REPORT OF INDEPENDENT REGISTERED

PUBLIC ACCOUNTING FIRM

Shareholders and Board of Directors
Dreyfus Large Cap Value Fund

We have audited the accompanying statement of assets and liabilities, including the statement of investments, of Dreyfus Large CapValue Fund (one of the series comprising Dreyfus Premier Investment Funds, Inc.) as of December 31, 2009, and the related statement of operations for the year then ended and the statement of changes in net assets and financial highlights for each of the two years in the period then ended. These financial statements and financial highlights are the responsibility of the Fund’s management. Our responsibility is to express an opinion on these financial statements and financial highlights based on our audits. The financial highlights for each of the years ended December 31, 2007, 2006 and 2005 were audited by other auditors whose report dated February 28, 2008, expressed an unqualified opinion on such financial highlights.

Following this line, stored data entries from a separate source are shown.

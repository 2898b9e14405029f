//! Move ordering for the alpha-beta loop.
//!
//! The presort key rewards promotions, en passant, winning-looking
//! captures and positional gains; the searcher adds the principal-
//! variation bonus on top when it is following the previous iteration's
//! line.

use crate::board::{Board, Color, Piece};
use crate::cache::cache;
use crate::moves::types::Move;
use crate::search::eval::piece_weight;
use crate::search::pst;
use crate::square::Square;

pub const KEY_W_PV: i32 = 10_000;
pub const KEY_W_PROMOTION: i32 = 900;
pub const KEY_W_EN_PASSANT: i32 = 200;
/// Floor for the capture bonus of a good capture.
pub const KEY_W_CAPTURE_FLOOR: i32 = 50;

/// Higher sorts earlier.
pub fn presort_key(board: &Board, mv: Move, endgame: bool) -> i32 {
    let mut weight = 0;

    if mv.promotion().is_some() {
        weight += KEY_W_PROMOTION;
    }
    if mv.is_en_passant() {
        weight += KEY_W_EN_PASSANT;
    }

    if let Some((taken, _)) = mv.capture
        && mv.piece != Piece::King
        && !is_bad_capture(board, mv)
    {
        let delta = piece_weight(taken) - piece_weight(mv.piece);
        weight += delta.max(KEY_W_CAPTURE_FLOOR);
    }

    weight += pst::value(mv.color, mv.piece, endgame, mv.to.index())
        - pst::value(mv.color, mv.piece, endgame, mv.from.index());
    weight
}

/// Static exchange heuristic. A capture is fine when the capturer is a
/// pawn, when it does not give up material (within a 200cp cushion), or
/// when the target square is not defended by an enemy pawn.
pub fn is_bad_capture(board: &Board, mv: Move) -> bool {
    let Some((taken, capture_sq)) = mv.capture else {
        return false;
    };
    if mv.piece == Piece::Pawn {
        return false;
    }
    if piece_weight(mv.piece) <= piece_weight(taken) + 200 {
        return false;
    }
    defended_by_pawn(board, capture_sq, mv.color.opposite())
}

/// Is `sq` covered by a pawn of `by`? A pawn of the other color standing
/// on `sq` would attack exactly the squares such defenders sit on.
pub fn defended_by_pawn(board: &Board, sq: Square, by: Color) -> bool {
    cache().pawn_attack_mask(by.opposite(), sq.index()) & board.bb(by, Piece::Pawn) != 0
}

#[cfg(test)]
mod tests {
    use super::*;
    use crate::engine::MoveEngine;

    #[test]
    fn promotions_outrank_quiet_moves() {
        let engine = MoveEngine::from_fen("4k3/P7/8/8/8/8/6P1/4K3 w - - 0 1").unwrap();
        let moves = engine.legal_moves();
        let promo = moves.iter().find(|m| m.uci() == "a7a8q").unwrap();
        let quiet = moves.iter().find(|m| m.uci() == "g2g3").unwrap();
        assert!(
            presort_key(&engine.board, *promo, false) > presort_key(&engine.board, *quiet, false)
        );
    }

    #[test]
    fn pawn_captures_are_never_bad() {
        // Pawn takes a defended knight: still a good capture.
        let engine = MoveEngine::from_fen("4k3/3p4/2n5/1P6/8/8/8/4K3 w - - 0 1").unwrap();
        let take = engine.move_from_uci("b5c6").unwrap();
        assert!(!is_bad_capture(&engine.board, take));
    }

    #[test]
    fn queen_grabbing_a_guarded_pawn_is_bad() {
        // The d5 pawn is guarded by the e6 pawn; QxP walks into it.
        let engine = MoveEngine::from_fen("4k3/8/4p3/3p4/8/8/3Q4/4K3 w - - 0 1").unwrap();
        let grab = engine.move_from_uci("d2d5").unwrap();
        assert!(is_bad_capture(&engine.board, grab));
        assert!(defended_by_pawn(&engine.board, "d5".parse().unwrap(), Color::Black));
    }

    #[test]
    fn queen_takes_undefended_pawn_is_fine() {
        let engine = MoveEngine::from_fen("4k3/8/8/3p4/8/8/3Q4/4K3 w - - 0 1").unwrap();
        let take = engine.move_from_uci("d2d5").unwrap();
        assert!(!is_bad_capture(&engine.board, take));
    }

    #[test]
    fn rook_takes_queen_is_fine_even_when_guarded() {
        // Winning material beats the pawn-guard veto.
        let engine = MoveEngine::from_fen("4k3/8/4p3/3q4/8/8/3R4/4K3 w - - 0 1").unwrap();
        let take = engine.move_from_uci("d2d5").unwrap();
        assert!(!is_bad_capture(&engine.board, take));
    }
}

We conducted our audits in accordance with the standards of the Public Company Accounting Oversight Board (United States).Those standards require that we plan and perform the audit to obtain reasonable assurance about whether the financial statements and financial highlights are free of material misstatement.We were not engaged to perform an audit of the Fund’s internal control over financial reporting. Our audits included consideration of internal control over financial reporting as a basis for designing audit procedures that are appropriate in the circumstances, but not for the purpose of expressing an opinion on the effectiveness of the Fund’s internal control over financial reporting. Accordingly, we express no such opinion.An audit also includes examining, on a test basis, evidence supporting the amounts and disclosures in the financial statements and financial highlights, assessing the accounting principles used and significant estimates made by management, and evaluating the overall financial statement presentation. Our procedures included confirmation of securities owned as of December 31, 2009 by correspondence with the custodian and others. We believe that our audits provide a reasonable basis for our opinion.

In our opinion, the 2009 and 2008 financial statements and financial highlights referred to above present fairly, in all material respects, the financial position of Dreyfus Large Cap Value Fund at December 31, 2009, the results of its operations for the year then ended and the changes in its net assets and the financial highlights for each of the two years in the period then ended, in conformity with U.S. generally accepted accounting principles.

30

New York, New York
February 25, 2010



IMPORTANT TAX INFORMATION (Unaudited)

In accordance with federal tax law, the fund hereby designates 100% of the ordinary dividends paid during the fiscal year ended December 31, 2009 as qualifying for the corporate dividends received deduction. For the fiscal year ended December 31, 2009, certain dividends paid by the fund may be subject to a maximum tax rate of 15%, as provided for by the Jobs and Growth Tax Relief Reconciliation Act of 2003. Of the distributions paid during the fiscal year, $2,199,653 represents the maximum amount that may be considered qualified dividend income. Shareholders will receive notification in early 2010 of the percentage applicable to the preparation of their 2009 income tax returns.

The Fund 31



INFORMATION ABOUT THE REVIEW AND APPROVAL
OF THE FUND’S MANAGEMENT AGREEMENT (Unaudited)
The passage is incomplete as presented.